**INPUT MATERIAL**
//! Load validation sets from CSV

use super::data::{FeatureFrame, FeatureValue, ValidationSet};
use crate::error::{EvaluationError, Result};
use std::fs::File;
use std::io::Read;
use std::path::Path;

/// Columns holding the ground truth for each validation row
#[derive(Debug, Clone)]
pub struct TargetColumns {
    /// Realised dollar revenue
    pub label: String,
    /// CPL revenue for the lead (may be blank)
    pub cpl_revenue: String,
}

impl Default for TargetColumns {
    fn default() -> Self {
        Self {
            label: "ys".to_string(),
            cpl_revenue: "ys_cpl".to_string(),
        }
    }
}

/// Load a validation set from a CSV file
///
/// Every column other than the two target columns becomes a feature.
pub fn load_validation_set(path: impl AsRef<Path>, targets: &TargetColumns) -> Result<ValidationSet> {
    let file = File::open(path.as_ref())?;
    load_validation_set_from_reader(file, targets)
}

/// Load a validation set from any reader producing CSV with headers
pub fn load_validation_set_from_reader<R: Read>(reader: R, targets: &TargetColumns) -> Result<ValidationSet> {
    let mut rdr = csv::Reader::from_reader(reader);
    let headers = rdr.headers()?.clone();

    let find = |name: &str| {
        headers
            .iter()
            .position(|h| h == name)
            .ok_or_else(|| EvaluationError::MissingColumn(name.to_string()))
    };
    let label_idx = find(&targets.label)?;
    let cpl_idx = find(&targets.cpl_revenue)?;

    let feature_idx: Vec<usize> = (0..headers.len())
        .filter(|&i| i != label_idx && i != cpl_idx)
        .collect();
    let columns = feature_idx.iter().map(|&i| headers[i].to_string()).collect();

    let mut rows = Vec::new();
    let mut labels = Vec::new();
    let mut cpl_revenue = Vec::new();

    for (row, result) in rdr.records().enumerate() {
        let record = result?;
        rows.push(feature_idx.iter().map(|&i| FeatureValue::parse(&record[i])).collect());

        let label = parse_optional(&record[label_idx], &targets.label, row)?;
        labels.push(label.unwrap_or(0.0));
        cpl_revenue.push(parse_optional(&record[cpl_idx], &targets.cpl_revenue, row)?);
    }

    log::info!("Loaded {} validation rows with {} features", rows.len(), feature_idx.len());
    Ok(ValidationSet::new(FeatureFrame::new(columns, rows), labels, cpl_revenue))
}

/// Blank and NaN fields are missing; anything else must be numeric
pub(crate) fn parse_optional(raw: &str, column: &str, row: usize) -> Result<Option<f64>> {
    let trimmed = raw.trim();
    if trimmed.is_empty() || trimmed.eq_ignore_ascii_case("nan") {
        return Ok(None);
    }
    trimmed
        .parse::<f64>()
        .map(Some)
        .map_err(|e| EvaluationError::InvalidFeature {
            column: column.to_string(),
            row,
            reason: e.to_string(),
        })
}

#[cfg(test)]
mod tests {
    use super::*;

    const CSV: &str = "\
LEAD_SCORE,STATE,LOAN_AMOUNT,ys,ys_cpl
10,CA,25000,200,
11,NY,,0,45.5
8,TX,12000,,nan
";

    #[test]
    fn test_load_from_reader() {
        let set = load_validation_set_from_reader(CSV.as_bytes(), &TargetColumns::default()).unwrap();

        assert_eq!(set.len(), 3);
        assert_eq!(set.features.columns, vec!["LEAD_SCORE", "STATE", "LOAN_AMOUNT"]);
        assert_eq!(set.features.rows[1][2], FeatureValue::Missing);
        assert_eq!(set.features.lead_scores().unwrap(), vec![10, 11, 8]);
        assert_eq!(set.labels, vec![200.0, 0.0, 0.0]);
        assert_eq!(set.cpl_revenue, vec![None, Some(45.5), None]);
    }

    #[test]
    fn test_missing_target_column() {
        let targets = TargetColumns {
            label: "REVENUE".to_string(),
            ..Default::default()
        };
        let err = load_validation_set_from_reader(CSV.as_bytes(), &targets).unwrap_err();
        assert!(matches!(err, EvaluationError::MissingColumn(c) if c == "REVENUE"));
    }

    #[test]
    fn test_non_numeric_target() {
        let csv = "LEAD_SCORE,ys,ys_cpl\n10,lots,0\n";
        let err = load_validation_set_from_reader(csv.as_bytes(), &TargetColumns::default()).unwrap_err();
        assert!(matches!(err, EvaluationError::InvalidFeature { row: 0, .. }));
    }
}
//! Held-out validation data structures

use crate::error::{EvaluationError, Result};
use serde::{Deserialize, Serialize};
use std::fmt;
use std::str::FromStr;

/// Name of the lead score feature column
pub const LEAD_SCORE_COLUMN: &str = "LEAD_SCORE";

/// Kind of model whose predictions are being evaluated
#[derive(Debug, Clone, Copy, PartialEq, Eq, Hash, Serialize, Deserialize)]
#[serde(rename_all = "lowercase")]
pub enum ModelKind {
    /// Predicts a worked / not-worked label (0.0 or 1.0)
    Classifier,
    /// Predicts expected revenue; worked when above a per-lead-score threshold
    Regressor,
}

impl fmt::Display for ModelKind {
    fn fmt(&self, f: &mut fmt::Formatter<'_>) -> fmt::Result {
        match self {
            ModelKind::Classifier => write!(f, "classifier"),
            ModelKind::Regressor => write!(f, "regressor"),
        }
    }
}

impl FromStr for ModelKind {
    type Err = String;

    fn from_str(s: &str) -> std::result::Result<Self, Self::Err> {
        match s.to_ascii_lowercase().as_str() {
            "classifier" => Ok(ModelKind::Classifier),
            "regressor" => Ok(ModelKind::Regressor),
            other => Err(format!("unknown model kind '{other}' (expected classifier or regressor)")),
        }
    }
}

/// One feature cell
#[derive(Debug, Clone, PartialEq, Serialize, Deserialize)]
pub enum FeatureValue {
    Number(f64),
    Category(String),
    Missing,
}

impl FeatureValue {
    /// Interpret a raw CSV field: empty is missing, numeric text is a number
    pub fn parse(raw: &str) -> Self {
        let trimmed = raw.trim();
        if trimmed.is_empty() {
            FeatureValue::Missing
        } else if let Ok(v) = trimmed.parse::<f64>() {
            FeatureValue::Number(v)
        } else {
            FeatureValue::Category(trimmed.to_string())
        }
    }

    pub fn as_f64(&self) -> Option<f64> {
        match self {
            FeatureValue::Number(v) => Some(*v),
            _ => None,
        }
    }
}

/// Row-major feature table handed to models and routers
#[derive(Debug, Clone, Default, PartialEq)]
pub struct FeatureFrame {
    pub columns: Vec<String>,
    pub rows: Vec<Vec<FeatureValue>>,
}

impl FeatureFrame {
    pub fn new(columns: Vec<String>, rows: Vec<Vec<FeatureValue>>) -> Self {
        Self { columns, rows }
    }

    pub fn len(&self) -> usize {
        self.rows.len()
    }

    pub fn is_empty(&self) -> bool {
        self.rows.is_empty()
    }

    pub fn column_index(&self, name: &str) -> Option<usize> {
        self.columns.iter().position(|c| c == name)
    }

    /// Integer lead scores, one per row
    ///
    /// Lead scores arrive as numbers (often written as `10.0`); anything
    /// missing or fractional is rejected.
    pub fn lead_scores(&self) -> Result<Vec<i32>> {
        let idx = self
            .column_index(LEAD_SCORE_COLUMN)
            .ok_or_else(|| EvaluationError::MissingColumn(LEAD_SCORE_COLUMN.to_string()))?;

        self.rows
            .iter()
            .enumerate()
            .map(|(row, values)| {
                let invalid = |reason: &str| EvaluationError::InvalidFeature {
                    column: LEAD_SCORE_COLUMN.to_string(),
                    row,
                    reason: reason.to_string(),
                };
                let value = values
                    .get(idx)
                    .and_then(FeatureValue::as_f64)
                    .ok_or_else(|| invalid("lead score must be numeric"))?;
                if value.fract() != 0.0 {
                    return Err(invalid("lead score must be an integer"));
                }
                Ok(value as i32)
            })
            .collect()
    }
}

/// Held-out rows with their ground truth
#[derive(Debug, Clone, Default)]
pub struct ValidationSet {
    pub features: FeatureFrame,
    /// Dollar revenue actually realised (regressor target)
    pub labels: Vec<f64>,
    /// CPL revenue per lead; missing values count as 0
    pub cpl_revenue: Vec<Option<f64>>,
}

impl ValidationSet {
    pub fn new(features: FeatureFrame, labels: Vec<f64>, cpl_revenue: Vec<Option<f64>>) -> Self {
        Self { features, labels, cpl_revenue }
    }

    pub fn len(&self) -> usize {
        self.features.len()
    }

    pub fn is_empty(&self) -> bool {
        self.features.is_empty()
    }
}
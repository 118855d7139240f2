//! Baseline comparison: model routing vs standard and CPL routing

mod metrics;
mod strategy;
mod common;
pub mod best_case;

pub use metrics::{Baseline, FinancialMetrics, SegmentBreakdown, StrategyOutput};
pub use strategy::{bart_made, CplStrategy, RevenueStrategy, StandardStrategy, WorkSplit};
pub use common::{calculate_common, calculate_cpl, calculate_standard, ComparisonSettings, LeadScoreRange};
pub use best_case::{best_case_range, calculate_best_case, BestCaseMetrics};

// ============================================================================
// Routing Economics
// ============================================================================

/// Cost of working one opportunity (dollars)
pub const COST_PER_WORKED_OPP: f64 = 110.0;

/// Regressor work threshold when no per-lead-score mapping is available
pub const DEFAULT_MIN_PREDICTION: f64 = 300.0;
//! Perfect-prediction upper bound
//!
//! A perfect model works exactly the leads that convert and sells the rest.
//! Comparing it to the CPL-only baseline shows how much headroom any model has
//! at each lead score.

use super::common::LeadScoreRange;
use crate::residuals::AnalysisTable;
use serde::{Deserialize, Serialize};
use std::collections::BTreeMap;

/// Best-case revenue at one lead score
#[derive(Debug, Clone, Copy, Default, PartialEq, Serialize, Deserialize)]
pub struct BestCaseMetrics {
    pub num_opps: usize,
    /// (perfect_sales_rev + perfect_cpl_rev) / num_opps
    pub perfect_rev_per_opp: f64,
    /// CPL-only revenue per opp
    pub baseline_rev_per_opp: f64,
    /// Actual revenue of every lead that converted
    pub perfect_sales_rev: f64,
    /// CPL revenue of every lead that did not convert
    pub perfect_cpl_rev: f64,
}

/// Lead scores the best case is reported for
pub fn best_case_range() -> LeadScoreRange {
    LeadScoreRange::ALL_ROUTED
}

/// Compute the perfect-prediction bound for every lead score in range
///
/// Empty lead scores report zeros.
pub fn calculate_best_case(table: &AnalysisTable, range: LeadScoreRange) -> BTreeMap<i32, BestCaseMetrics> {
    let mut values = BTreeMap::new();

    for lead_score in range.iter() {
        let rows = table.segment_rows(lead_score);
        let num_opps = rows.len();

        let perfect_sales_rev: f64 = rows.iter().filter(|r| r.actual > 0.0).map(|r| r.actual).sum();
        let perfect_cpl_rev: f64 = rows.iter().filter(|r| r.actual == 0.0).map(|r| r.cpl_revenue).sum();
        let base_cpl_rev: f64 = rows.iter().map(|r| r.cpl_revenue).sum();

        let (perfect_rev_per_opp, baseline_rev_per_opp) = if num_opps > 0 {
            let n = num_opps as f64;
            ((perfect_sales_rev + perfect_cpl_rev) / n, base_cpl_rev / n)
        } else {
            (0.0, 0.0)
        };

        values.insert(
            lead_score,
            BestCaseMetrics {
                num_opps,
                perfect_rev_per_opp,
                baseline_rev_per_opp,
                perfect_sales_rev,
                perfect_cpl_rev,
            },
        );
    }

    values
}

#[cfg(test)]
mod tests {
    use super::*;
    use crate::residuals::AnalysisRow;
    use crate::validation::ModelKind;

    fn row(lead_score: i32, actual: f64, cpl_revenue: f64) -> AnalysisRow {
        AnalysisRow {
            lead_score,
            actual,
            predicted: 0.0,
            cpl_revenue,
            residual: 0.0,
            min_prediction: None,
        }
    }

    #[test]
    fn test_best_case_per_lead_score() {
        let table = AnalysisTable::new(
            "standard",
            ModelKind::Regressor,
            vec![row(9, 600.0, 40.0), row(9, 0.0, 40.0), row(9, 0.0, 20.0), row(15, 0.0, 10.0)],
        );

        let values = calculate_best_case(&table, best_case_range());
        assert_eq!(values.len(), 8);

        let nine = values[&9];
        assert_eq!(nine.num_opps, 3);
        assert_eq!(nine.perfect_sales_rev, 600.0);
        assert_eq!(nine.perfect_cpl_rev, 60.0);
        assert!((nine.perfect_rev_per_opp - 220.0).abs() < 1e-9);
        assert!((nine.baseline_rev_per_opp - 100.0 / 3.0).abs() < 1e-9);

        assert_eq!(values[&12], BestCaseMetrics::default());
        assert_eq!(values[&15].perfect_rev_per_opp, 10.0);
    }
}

**ABOUT THIS EXERCISE**
Return exactly the lines above from the line that has "let columns = feature_idx.iter().map(|&i|" through the line that has "else must be numeric", inclusive, and nothing else.

**EXERCISE SOLUTION**
    let columns = feature_idx.iter().map(|&i| headers[i].to_string()).collect();

    let mut rows = Vec::new();
    let mut labels = Vec::new();
    let mut cpl_revenue = Vec::new();

    for (row, result) in rdr.records().enumerate() {
        let record = result?;
        rows.push(feature_idx.iter().map(|&i| FeatureValue::parse(&record[i])).collect());

        let label = parse_optional(&record[label_idx], &targets.label, row)?;
        labels.push(label.unwrap_or(0.0));
        cpl_revenue.push(parse_optional(&record[cpl_idx], &targets.cpl_revenue, row)?);
    }

    log::info!("Loaded {} validation rows with {} features", rows.len(), feature_idx.len());
    Ok(ValidationSet::new(FeatureFrame::new(columns, rows), labels, cpl_revenue))
}

/// Blank and NaN fields are missing; anything else must be numeric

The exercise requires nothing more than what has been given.